Tomelloso (Ciudad Real) vivió con entusiasmo la llegada de SS. MM. los Reyes Magos de Oriente en una cabalgata que, finalmente, pudo celebrarse pese a las adversidades asociadas a la borrasca Francis. Aunque la tarde venía marcada por previsiones de lluvia —y en varios puntos de Castilla-La Mancha se optó por adelantar desfiles—, en Tomelloso el pulso de la tradición se mantuvo firme y la respuesta ciudadana fue contundente: “cientos de personas” acompañaron a Melchor, Gaspar y Baltasar durante todo el recorrido, en una noche “llena de ilusión” que convirtió la ciudad en un gran escenario al aire libre.
Las calles volvieron a llenarse de público para seguir una comitiva vistosa, cuidada y muy pensada para el disfrute familiar. La cabalgata combinó el guiño más popular —con la presencia de algunos personajes de Disney como Mickey, Minnie y Daisy, que arrancaron sonrisas allá donde pasaban— con estampas de raíz navideña, como la Estrella de Belén y los pastorcillos, que pusieron el punto más simbólico y tradicional a un desfile que, por momentos, parecía una postal.
Pasadas las “17:30 horas”, la comitiva arrancó desde el recinto ferial y avanzó por la calle Ángel Luis Cabañas. En un gesto que fue muy valorado por las familias, desde la residencia Don Quijote hasta la avenida Don Antonio Huertas la música se silenció para que los Reyes Magos compartieran esa primera parte del recorrido con niños con Trastorno del Espectro Autista (TEA) y personas con discapacidad. Fue un tramo distinto, más sereno, donde la emoción se expresó de otra manera: con saludos cercanos, miradas y el respeto de un público que entendió que, a veces, la magia también se construye bajando el volumen.

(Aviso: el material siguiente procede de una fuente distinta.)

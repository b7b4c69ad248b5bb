use serde::{Deserialize, Serialize};
use thiserror::Error;

#[derive(Error, Debug)]
pub enum FrameError {
    #[error("pixel buffer length mismatch: expected {expected}, got {actual}")]
    InvalidLength { expected: usize, actual: usize },
    #[error("unsupported channel count: {0} (expected 3 or 4)")]
    UnsupportedChannels(u8),
}

/// An in-memory interleaved pixel frame, 3 (RGB) or 4 (RGBA) bytes per pixel.
#[derive(Debug, Clone)]
pub struct RgbFrame {
    pub data: Vec<u8>,
    pub width: u32,
    pub height: u32,
    pub channels: u8,
}

impl RgbFrame {
    /// Wrap an interleaved RGB buffer (3 bytes per pixel).
    pub fn from_rgb8(data: Vec<u8>, width: u32, height: u32) -> Result<Self, FrameError> {
        Self::new(data, width, height, 3)
    }

    /// Wrap an interleaved RGBA buffer (4 bytes per pixel). The alpha
    /// channel is carried but never sampled.
    pub fn from_rgba8(data: Vec<u8>, width: u32, height: u32) -> Result<Self, FrameError> {
        Self::new(data, width, height, 4)
    }

    fn new(data: Vec<u8>, width: u32, height: u32, channels: u8) -> Result<Self, FrameError> {
        if channels != 3 && channels != 4 {
            return Err(FrameError::UnsupportedChannels(channels));
        }
        let expected = width as usize * height as usize * channels as usize;
        if data.len() != expected {
            return Err(FrameError::InvalidLength {
                expected,
                actual: data.len(),
            });
        }
        Ok(Self {
            data,
            width,
            height,
            channels,
        })
    }

    /// Convert a decoded image into an RGB frame.
    pub fn from_image(image: &image::DynamicImage) -> Self {
        let rgb = image.to_rgb8();
        let (width, height) = rgb.dimensions();
        Self {
            data: rgb.into_raw(),
            width,
            height,
            channels: 3,
        }
    }

    pub fn pixel_count(&self) -> usize {
        self.width as usize * self.height as usize
    }

    /// Sample one channel of the pixel at (x, y). Callers must stay in bounds.
    pub(crate) fn channel_at(&self, x: usize, y: usize, channel: usize) -> u8 {
        let stride = self.channels as usize;
        self.data[(y * self.width as usize + x) * stride + channel]
    }

    /// Extract the region covered by `bbox`, clamped to the frame bounds.
    ///
    /// A box entirely outside the frame yields an empty 0×0 crop.
    pub fn crop(&self, bbox: &BoundingBox) -> RgbFrame {
        let x0 = (bbox.xmin.floor().max(0.0) as u32).min(self.width);
        let y0 = (bbox.ymin.floor().max(0.0) as u32).min(self.height);
        let x1 = (bbox.xmax.floor().max(0.0) as u32).min(self.width);
        let y1 = (bbox.ymax.floor().max(0.0) as u32).min(self.height);

        let width = x1.saturating_sub(x0);
        let height = y1.saturating_sub(y0);
        let stride = self.channels as usize;

        let mut data = Vec::with_capacity(width as usize * height as usize * stride);
        for y in y0..y0 + height {
            let row_start = (y as usize * self.width as usize + x0 as usize) * stride;
            let row_end = row_start + width as usize * stride;
            data.extend_from_slice(&self.data[row_start..row_end]);
        }

        RgbFrame {
            data,
            width,
            height,
            channels: self.channels,
        }
    }
}

/// Axis-aligned region in pixel coordinates, xmin < xmax and ymin < ymax.
#[derive(Debug, Clone, Serialize, Deserialize)]
pub struct BoundingBox {
    pub xmin: f32,
    pub ymin: f32,
    pub xmax: f32,
    pub ymax: f32,
}

/// One object reported by the detection model.
#[derive(Debug, Clone)]
pub struct Detection {
    pub label: String,
    pub score: f32,
    pub bbox: BoundingBox,
}

/// Down-sampled pixel-color feature vector, every value in [0, 1].
///
/// Serializes as a bare array; the length depends on the crop size, so
/// two embeddings are only comparable when their lengths agree.
#[derive(Debug, Clone, PartialEq, Serialize, Deserialize)]
#[serde(transparent)]
pub struct Embedding {
    pub values: Vec<f32>,
}

impl Embedding {
    pub fn new(values: Vec<f32>) -> Self {
        Self { values }
    }

    pub fn len(&self) -> usize {
        self.values.len()
    }

    pub fn is_empty(&self) -> bool {
        self.values.is_empty()
    }

    /// Cosine similarity in [-1, 1].
    ///
    /// Length-mismatched vectors score 0.0: embeddings captured against
    /// different crop sizes can never match. A zero-magnitude vector also
    /// scores 0.0 rather than producing NaN.
    pub fn similarity(&self, other: &Embedding) -> f32 {
        if self.values.len() != other.values.len() {
            return 0.0;
        }

        let mut dot = 0.0f32;
        let mut norm_a = 0.0f32;
        let mut norm_b = 0.0f32;

        for (a, b) in self.values.iter().zip(other.values.iter()) {
            dot += a * b;
            norm_a += a * a;
            norm_b += b * b;
        }

        let denom = norm_a.sqrt() * norm_b.sqrt();
        if denom > 0.0 {
            dot / denom
        } else {
            0.0
        }
    }
}

/// A registered identity: display name plus the embedding captured at
/// registration time. Field names follow the persisted wire format.
#[derive(Debug, Clone, Serialize, Deserialize)]
#[serde(rename_all = "camelCase")]
pub struct RegisteredFace {
    pub id: String,
    pub name: String,
    pub embedding: Embedding,
    pub registered_at: String,
}

/// One attendance event, append-only.
#[derive(Debug, Clone, Serialize, Deserialize)]
#[serde(rename_all = "camelCase")]
pub struct AttendanceRecord {
    pub id: String,
    pub name: String,
    pub timestamp: String,
}

/// Result of matching a probe embedding against the registry.
#[derive(Debug, Clone)]
pub struct MatchResult {
    pub matched: bool,
    /// Best cosine similarity seen across the whole gallery [-1, 1],
    /// reported even when nothing cleared the threshold.
    pub similarity: f32,
    pub face_id: Option<String>,
    pub name: Option<String>,
}

/// Strategy for comparing a probe embedding against the registered gallery.
pub trait Matcher {
    fn compare(&self, probe: &Embedding, gallery: &[RegisteredFace], threshold: f32)
        -> MatchResult;
}

/// Nearest-neighbor classifier with a rejection threshold.
///
/// Linear scan over the gallery in insertion order. A match requires the
/// score to strictly exceed the threshold; equal scores keep the
/// first-encountered entry, so results are deterministic for a fixed
/// gallery.
pub struct CosineMatcher;

impl Matcher for CosineMatcher {
    fn compare(
        &self,
        probe: &Embedding,
        gallery: &[RegisteredFace],
        threshold: f32,
    ) -> MatchResult {
        let mut best_seen = f32::NEG_INFINITY;
        let mut best_idx: Option<usize> = None;
        let mut best_score = threshold;

        for (i, face) in gallery.iter().enumerate() {
            let score = probe.similarity(&face.embedding);
            if score > best_seen {
                best_seen = score;
            }
            // Strict inequality on both bounds: below-or-at threshold never
            // matches, and ties keep the earlier entry.
            if score > best_score {
                best_score = score;
                best_idx = Some(i);
            }
        }

        match best_idx {
            Some(idx) => MatchResult {
                matched: true,
                similarity: best_score,
                face_id: Some(gallery[idx].id.clone()),
                name: Some(gallery[idx].name.clone()),
            },
            None => MatchResult {
                matched: false,
                similarity: if best_seen == f32::NEG_INFINITY {
                    0.0
                } else {
                    best_seen
                },
                face_id: None,
                name: None,
            },
        }
    }
}

#[cfg(test)]
mod tests {
    use super::*;

    fn face(id: &str, name: &str, values: Vec<f32>) -> RegisteredFace {
        RegisteredFace {
            id: id.into(),
            name: name.into(),
            embedding: Embedding::new(values),
            registered_at: "2024-03-01T09:00:00+00:00".into(),
        }
    }

    #[test]
    fn test_similarity_identical() {
        let a = Embedding::new(vec![0.2, 0.4, 0.6]);
        assert!((a.similarity(&a) - 1.0).abs() < 1e-6);
    }

    #[test]
    fn test_similarity_orthogonal() {
        let a = Embedding::new(vec![1.0, 0.0]);
        let b = Embedding::new(vec![0.0, 1.0]);
        assert!(a.similarity(&b).abs() < 1e-6);
    }

    #[test]
    fn test_similarity_opposite() {
        let a = Embedding::new(vec![1.0, 0.0]);
        let b = Embedding::new(vec![-1.0, 0.0]);
        assert!((a.similarity(&b) + 1.0).abs() < 1e-6);
    }

    #[test]
    fn test_similarity_length_mismatch_is_zero() {
        let a = Embedding::new(vec![1.0, 0.0, 0.0]);
        let b = Embedding::new(vec![1.0, 0.0]);
        assert_eq!(a.similarity(&b), 0.0);
    }

    #[test]
    fn test_similarity_zero_vector_is_zero() {
        let a = Embedding::new(vec![0.0, 0.0]);
        let b = Embedding::new(vec![1.0, 0.0]);
        assert_eq!(a.similarity(&b), 0.0);
        assert_eq!(b.similarity(&a), 0.0);
    }

    #[test]
    fn test_matcher_exact_embedding_matches() {
        let gallery = vec![face("1", "ada", vec![0.5, 0.25, 0.75])];
        let probe = Embedding::new(vec![0.5, 0.25, 0.75]);
        let result = CosineMatcher.compare(&probe, &gallery, 0.7);
        assert!(result.matched);
        assert_eq!(result.name.as_deref(), Some("ada"));
        assert!((result.similarity - 1.0).abs() < 1e-6);
    }

    #[test]
    fn test_matcher_below_threshold_no_match() {
        let gallery = vec![face("1", "ada", vec![1.0, 0.0, 0.0])];
        let probe = Embedding::new(vec![0.0, 1.0, 0.0]);
        let result = CosineMatcher.compare(&probe, &gallery, 0.7);
        assert!(!result.matched);
        assert!(result.face_id.is_none());
        assert!(result.similarity.abs() < 1e-6);
    }

    #[test]
    fn test_matcher_at_threshold_no_match() {
        // Identical vectors score exactly 1.0; a threshold of 1.0 must
        // reject because the comparison is strict.
        let gallery = vec![face("1", "ada", vec![0.3, 0.6])];
        let probe = Embedding::new(vec![0.3, 0.6]);
        let result = CosineMatcher.compare(&probe, &gallery, 1.0);
        assert!(!result.matched);
    }

    #[test]
    fn test_matcher_tie_keeps_first_entry() {
        let gallery = vec![
            face("1", "first", vec![1.0, 0.0]),
            face("2", "second", vec![2.0, 0.0]), // same direction, same score
        ];
        let probe = Embedding::new(vec![1.0, 0.0]);
        let result = CosineMatcher.compare(&probe, &gallery, 0.5);
        assert!(result.matched);
        assert_eq!(result.face_id.as_deref(), Some("1"));
    }

    #[test]
    fn test_matcher_picks_best_not_first_clearing() {
        let gallery = vec![
            face("1", "close", vec![0.9, 0.4359]), // clears 0.7 but not best
            face("2", "exact", vec![1.0, 0.0]),
        ];
        let probe = Embedding::new(vec![1.0, 0.0]);
        let result = CosineMatcher.compare(&probe, &gallery, 0.7);
        assert!(result.matched);
        assert_eq!(result.face_id.as_deref(), Some("2"));
    }

    #[test]
    fn test_matcher_zero_probe_never_matches() {
        let gallery = vec![face("1", "ada", vec![1.0, 0.0])];
        let probe = Embedding::new(vec![0.0, 0.0]);
        let result = CosineMatcher.compare(&probe, &gallery, 0.0);
        // Similarity is defined as 0.0, which does not strictly exceed 0.0.
        assert!(!result.matched);
    }

    #[test]
    fn test_matcher_empty_gallery() {
        let probe = Embedding::new(vec![1.0, 0.0]);
        let result = CosineMatcher.compare(&probe, &[], 0.7);
        assert!(!result.matched);
        assert_eq!(result.similarity, 0.0);
    }

    #[test]
    fn test_matcher_deterministic() {
        let gallery = vec![
            face("1", "ada", vec![0.8, 0.2, 0.1]),
            face("2", "grace", vec![0.1, 0.9, 0.3]),
        ];
        let probe = Embedding::new(vec![0.79, 0.21, 0.1]);
        let first = CosineMatcher.compare(&probe, &gallery, 0.7);
        for _ in 0..10 {
            let again = CosineMatcher.compare(&probe, &gallery, 0.7);
            assert_eq!(first.matched, again.matched);
            assert_eq!(first.face_id, again.face_id);
            assert_eq!(first.similarity, again.similarity);
        }
    }

    #[test]
    fn test_registered_face_wire_format() {
        let f = face("42", "ada", vec![0.5]);
        let json = serde_json::to_value(&f).unwrap();
        // Persisted field names are camelCase and the embedding is a bare array.
        assert!(json.get("registeredAt").is_some());
        assert_eq!(json["embedding"], serde_json::json!([0.5]));
    }

    #[test]
    fn test_frame_length_validation() {
        assert!(RgbFrame::from_rgb8(vec![0; 12], 2, 2).is_ok());
        assert!(RgbFrame::from_rgb8(vec![0; 11], 2, 2).is_err());
        assert!(RgbFrame::from_rgba8(vec![0; 16], 2, 2).is_ok());
    }

    #[test]
    fn test_crop_clamps_to_frame() {
        let frame = RgbFrame::from_rgb8(vec![7; 4 * 4 * 3], 4, 4).unwrap();
        let bbox = BoundingBox {
            xmin: -10.0,
            ymin: -10.0,
            xmax: 100.0,
            ymax: 100.0,
        };
        let crop = frame.crop(&bbox);
        assert_eq!((crop.width, crop.height), (4, 4));
        assert_eq!(crop.data, frame.data);
    }

    #[test]
    fn test_crop_outside_frame_is_empty() {
        let frame = RgbFrame::from_rgb8(vec![0; 4 * 4 * 3], 4, 4).unwrap();
        let bbox = BoundingBox {
            xmin: 50.0,
            ymin: 50.0,
            xmax: 60.0,
            ymax: 60.0,
        };
        let crop = frame.crop(&bbox);
        assert_eq!(crop.pixel_count(), 0);
        assert!(crop.data.is_empty());
    }

    #[test]
    fn test_crop_extracts_region() {
        // 4x2 frame with per-pixel values 0..8 in the red channel.
        let mut data = Vec::new();
        for px in 0u8..8 {
            data.extend_from_slice(&[px, 0, 0]);
        }
        let frame = RgbFrame::from_rgb8(data, 4, 2).unwrap();
        let bbox = BoundingBox {
            xmin: 1.0,
            ymin: 0.0,
            xmax: 3.0,
            ymax: 2.0,
        };
        let crop = frame.crop(&bbox);
        assert_eq!((crop.width, crop.height), (2, 2));
        let reds: Vec<u8> = crop.data.chunks(3).map(|px| px[0]).collect();
        assert_eq!(reds, vec![1, 2, 5, 6]);
    }
}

El recorrido continuó por la avenida Don Antonio Huertas, el Paseo San Isidro y la calle Don Víctor, hasta culminar en la Plaza de España, corazón de los grandes momentos. Frente a la Posada de los Portales, las carrozas reales se detendrán para que madrinas, padrinos, Reyes Magos y pajes desciendan y, seguidamente, hagan el tradicional saludo desde la Posada de los Portales. Allí, ante una plaza entregada, quedará sellada el instante más esperado antes de que comience, ya entrada la noche, el “arduo trabajo” de repartir regalos e ilusión casa por casa.
En el desfile, además del brillo propio de las carrozas reales, destacó el peso de la participación local, que dio a la cabalgata ese carácter de fiesta hecha por y para el pueblo. La apertura corrió a cargo de la charanga Los Primos, que llevó el pulso musical y el ambiente callejero con un repertorio festivo que calentó el arranque del recorrido. Tras ella, un pasacalles navideño de personajes hinchables iluminados aportó el toque más visual y contemporáneo, especialmente llamativo al caer la tarde, cuando las luces comenzaron a ganar protagonismo.
La imaginación tomó cuerpo con la presencia de la Asociación Cultural Harúspices, que desfiló con tres carrozas de Fantasía, convirtiendo cada tramo en un pequeño relato en movimiento. Junto a esa estética teatral, el Estudio de Danza Lidia Gorrachategui añadió elegancia y dinamismo, con coreografías que acompañaron el paso del cortejo y aportaron ese detalle escénico que marca la diferencia entre ver pasar una comitiva y sentir que se está dentro del espectáculo. También se dejó notar la presencia de la carroza La Estrella, impulsada por la Asociación de Vecinos del Bº San José Obrero, un elemento cargado de simbolismo que conectó la parte más tradicional del relato navideño con el ambiente festivo de la calle.
Y ya en el tramo más esperado, llegaron las carrozas de los Reyes: Melchor avanzó acompañado por la Asociación Cultural Peña Los Amigos, Gaspar lo hizo arropado por la Asociación de Vecinos del Bº José Mª del Moral, y Baltasar contó con el apoyo de la Asociación de Vecinos del Bº Maternidad. El broche más dulce lo puso el vehículo de reparto de caramelos, atendido por integrantes de la Asociación de Vecinos del Bº San Juan, que mantuvieron el ritmo del reparto y ayudaron a que la alegría llegara a cada tramo del público, especialmente a los más pequeños.
Durante todo el trayecto, agentes de la Policía Local y voluntariado de Protección Civil velaron por el buen desarrollo del evento, que se cerró sin incidentes reseñables. Así, Tomelloso salvó su noche más ilusionante frente a la amenaza del mal tiempo y demostró que, incluso cuando el cielo aprieta, la ciudad sabe mantener encendida la Navidad.